Meeting of the Parliament 06 December 2023

06 Dec 2023 · S6 · Meeting of the Parliament
Item of business
Fiscal Framework Review

I am pleased to open the debate on the revised fiscal framework agreement.

On 2 August, following a joint review, the Scottish Government and the United Kingdom Government published an updated version of the Scottish fiscal framework, thereby fulfilling a key commitment in the First Minister’s policy prospectus. The Government believes that Scotland’s future lies as an independent country and that it would be best served by the full range of fiscal powers and choices that independence would bring. However, until such a time as the people of Scotland choose a different constitutional path, we are committed to working with the current framework and working to improve on it.

The changes agreed with the UK Government are balanced and pragmatic. The new agreement strengthens the Scottish Government’s financial management levers and provides the Scottish Parliament and Government with greater long-term funding certainty. However, we need to be clear that, despite improvements to the framework, the fiscal position facing the Scottish budget remains extremely difficult.

The situation is, of course, made worse by decisions that were imposed by the UK Government in last month’s autumn statement. Once again, the UK Government has chosen to pursue an austerity budget that will have a profound consequence for Scotland’s public services. As the Institute for Fiscal Studies said of the autumn statement,

“the tax cuts are paid for by planned real cuts in public service spending.”
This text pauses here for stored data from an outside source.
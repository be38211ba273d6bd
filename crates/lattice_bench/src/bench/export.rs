//! # Result Export
//!
//! Writes the enabled artifacts of a finished run as small CSV files:
//!
//! | Artifact      | File                       | Header             |
//! |---------------|----------------------------|--------------------|
//! | configuration | `conf_<stamp>.csv`         | `parameter;value`  |
//! | FPS series    | `fps_<stamp>.csv`          | `FPS`              |
//! | frame times   | `frameTime_<stamp>.csv`    | `frametime (ms)`   |
//!
//! `<stamp>` is local wall-clock time formatted `YYYYMMDDHHMMSS`. Files are
//! opened in append mode, so a rerun within the same second appends a
//! second header and body to the existing file. Every enabled artifact is
//! attempted; a failure is reported and never retried.

use std::fs::OpenOptions;
use std::io::{self, BufWriter, Write};
use std::path::{Path, PathBuf};

use chrono::{Local, NaiveDateTime};
use thiserror::Error;

use crate::bench::SampleBuffers;
use crate::config::RunConfiguration;

/// Second-precision stamp embedded in every file name
pub const TIMESTAMP_FORMAT: &str = "%Y%m%d%H%M%S";

/// Separator between key and value in the configuration artifact
pub const DELIMITER: char = ';';

/// One exported file
#[derive(Debug, Clone, Copy, PartialEq, Eq)]
pub enum Artifact {
    /// Run parameters
    Configuration,
    /// FPS series
    Fps,
    /// Frame-time series
    FrameTime,
}

impl Artifact {
    /// File name prefix
    pub const fn prefix(self) -> &'static str {
        match self {
            Self::Configuration => "conf",
            Self::Fps => "fps",
            Self::FrameTime => "frameTime",
        }
    }

    /// Single header line
    pub const fn header(self) -> &'static str {
        match self {
            Self::Configuration => "parameter;value",
            Self::Fps => "FPS",
            Self::FrameTime => "frametime (ms)",
        }
    }

    /// `<prefix>_<stamp>.csv`
    pub fn file_name(self, stamp: &str) -> String {
        format!("{}_{}.csv", self.prefix(), stamp)
    }

    fn enabled(self, config: &RunConfiguration) -> bool {
        match self {
            Self::Configuration => config.export_conf,
            Self::Fps => config.record_fps,
            Self::FrameTime => config.record_frame_time,
        }
    }

    fn lines(self, config: &RunConfiguration, samples: &SampleBuffers) -> Vec<String> {
        match self {
            Self::Configuration => config
                .to_key_values()
                .into_iter()
                .map(|(key, value)| format!("{}{}{}", key, DELIMITER, value))
                .collect(),
            Self::Fps => samples.fps().iter().map(u32::to_string).collect(),
            Self::FrameTime => samples.frame_times_ms().iter().map(f64::to_string).collect(),
        }
    }
}

/// Failure to write one artifact
#[derive(Error, Debug)]
pub enum ExportError {
    /// Open or write failed
    #[error("Failed to write {path}: {source}")]
    Write {
        /// Destination file
        path: PathBuf,
        /// Underlying I/O error
        source: io::Error,
    },
}

/// What an export attempt produced
#[derive(Debug, Default)]
pub struct ExportReport {
    /// Files written (or appended to)
    pub written: Vec<PathBuf>,
    /// Artifacts that could not be written
    pub failures: Vec<ExportError>,
}

impl ExportReport {
    /// Whether every enabled artifact was written
    pub fn is_complete(&self) -> bool {
        self.failures.is_empty()
    }
}

/// Writes run results into a directory
#[derive(Debug, Clone)]
pub struct ResultExporter {
    output_dir: PathBuf,
}

impl ResultExporter {
    /// Export into `output_dir`
    pub fn new(output_dir: impl Into<PathBuf>) -> Self {
        Self {
            output_dir: output_dir.into(),
        }
    }

    /// Export into the configured output directory
    pub fn from_config(config: &RunConfiguration) -> Self {
        Self::new(&config.output_dir)
    }

    /// Destination directory
    pub fn output_dir(&self) -> &Path {
        &self.output_dir
    }

    /// Export stamped with the current local time
    pub fn export(&self, config: &RunConfiguration, samples: &SampleBuffers) -> ExportReport {
        self.export_at(config, samples, Local::now().naive_local())
    }

    /// Export stamped with `time`
    pub fn export_at(&self, config: &RunConfiguration, samples: &SampleBuffers, time: NaiveDateTime) -> ExportReport {
        let stamp = time.format(TIMESTAMP_FORMAT).to_string();
        let mut report = ExportReport::default();

        let artifacts: Vec<Artifact> = [Artifact::Configuration, Artifact::Fps, Artifact::FrameTime]
            .into_iter()
            .filter(|artifact| artifact.enabled(config))
            .collect();
        if artifacts.is_empty() {
            log::debug!("No export flags set; nothing written");
            return report;
        }

        // Open failures below report the real problem
        if let Err(e) = std::fs::create_dir_all(&self.output_dir) {
            log::debug!("Could not create {}: {}", self.output_dir.display(), e);
        }

        for artifact in artifacts {
            let path = self.output_dir.join(artifact.file_name(&stamp));
            match append_lines(&path, artifact.header(), &artifact.lines(config, samples)) {
                Ok(()) => {
                    log::info!("Exported {:?} to {}", artifact, path.display());
                    report.written.push(path);
                }
                Err(source) => {
                    log::warn!("Failed to export {:?} to {}: {}", artifact, path.display(), source);
                    report.failures.push(ExportError::Write { path, source });
                }
            }
        }

        report
    }
}

fn append_lines(path: &Path, header: &str, lines: &[String]) -> io::Result<()> {
    let file = OpenOptions::new().create(true).append(true).open(path)?;
    let mut writer = BufWriter::new(file);

    writeln!(writer, "{}", header)?;
    for line in lines {
        writeln!(writer, "{}", line)?;
    }
    writer.flush()
}

#[cfg(test)]
mod tests {
    use super::*;
    use chrono::NaiveDate;

    fn temp_dir(name: &str) -> PathBuf {
        let dir = std::env::temp_dir().join(format!("lattice_bench_export_{}_{}", name, std::process::id()));
        std::fs::remove_dir_all(&dir).ok();
        dir
    }

    fn stamp_time() -> NaiveDateTime {
        NaiveDate::from_ymd_opt(2024, 3, 9)
            .unwrap()
            .and_hms_opt(14, 5, 7)
            .unwrap()
    }

    fn all_enabled() -> RunConfiguration {
        RunConfiguration {
            cube_dimension: 2,
            export_conf: true,
            record_fps: true,
            record_frame_time: true,
            ..Default::default()
        }
    }

    fn samples() -> SampleBuffers {
        let mut samples = SampleBuffers::new();
        samples.push_fps(120);
        samples.push_fps(118);
        samples.push_frame_time(8.25);
        samples.push_frame_time(8.5);
        samples.push_frame_time(9.0);
        samples
    }

    #[test]
    fn test_writes_three_stamped_files() {
        let dir = temp_dir("all");
        let report = ResultExporter::new(&dir).export_at(&all_enabled(), &samples(), stamp_time());

        assert!(report.is_complete());
        assert_eq!(report.written.len(), 3);

        let fps = std::fs::read_to_string(dir.join("fps_20240309140507.csv")).unwrap();
        assert_eq!(fps, "FPS\n120\n118\n");

        let frame_time = std::fs::read_to_string(dir.join("frameTime_20240309140507.csv")).unwrap();
        assert_eq!(frame_time, "frametime (ms)\n8.25\n8.5\n9\n");

        let conf = std::fs::read_to_string(dir.join("conf_20240309140507.csv")).unwrap();
        let mut lines = conf.lines();
        assert_eq!(lines.next(), Some("parameter;value"));
        assert_eq!(lines.next(), Some("cube_dimension;2"));
        assert!(conf.contains("object_count;8\n"));

        std::fs::remove_dir_all(&dir).ok();
    }

    #[test]
    fn test_same_second_rerun_appends() {
        let dir = temp_dir("append");
        let exporter = ResultExporter::new(&dir);
        let config = RunConfiguration {
            record_fps: true,
            ..Default::default()
        };

        exporter.export_at(&config, &samples(), stamp_time());
        exporter.export_at(&config, &samples(), stamp_time());

        let fps = std::fs::read_to_string(dir.join("fps_20240309140507.csv")).unwrap();
        assert_eq!(fps, "FPS\n120\n118\nFPS\n120\n118\n");
        std::fs::remove_dir_all(&dir).ok();
    }

    #[test]
    fn test_disabled_flags_write_nothing() {
        let dir = temp_dir("none");
        let report = ResultExporter::new(&dir).export_at(&RunConfiguration::default(), &samples(), stamp_time());

        assert!(report.written.is_empty());
        assert!(report.is_complete());
        assert!(!dir.exists());
    }

    #[test]
    fn test_empty_series_still_gets_header() {
        let dir = temp_dir("empty");
        let config = RunConfiguration {
            record_frame_time: true,
            ..Default::default()
        };
        ResultExporter::new(&dir).export_at(&config, &SampleBuffers::new(), stamp_time());

        let frame_time = std::fs::read_to_string(dir.join("frameTime_20240309140507.csv")).unwrap();
        assert_eq!(frame_time, "frametime (ms)\n");
        std::fs::remove_dir_all(&dir).ok();
    }

    #[test]
    fn test_unwritable_destination_reports_each_failure() {
        let dir = temp_dir("blocked");
        std::fs::create_dir_all(&dir).unwrap();
        let blocker = dir.join("not_a_dir");
        std::fs::write(&blocker, "occupied").unwrap();

        let report = ResultExporter::new(&blocker).export_at(&all_enabled(), &samples(), stamp_time());

        assert!(report.written.is_empty());
        assert_eq!(report.failures.len(), 3);
        std::fs::remove_dir_all(&dir).ok();
    }
}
Even with the fiscal framework in place, levels of funding for the Scottish budget remain closely tied to spending decisions by the UK Government. Decisions to starve services in England hit our budget in Scotland, as the UK Government’s failure to invest in services in England means that the devolved Administrations in Scotland, Wales and Northern Ireland do not receive adequate consequentials.

A cursory look at the UK Government’s autumn statement for 2024-25 shows the devastating impact of Tory austerity being forced on services. Even using lower estimates of inflation, UK front-line resource budgets are being cut in real terms. For example, if planned UK day-to-day expenditure on services for 2024-25 had grown in real terms since 2022-23, health and social care spending would be more than £8 billion higher compared with Conservative plans for England.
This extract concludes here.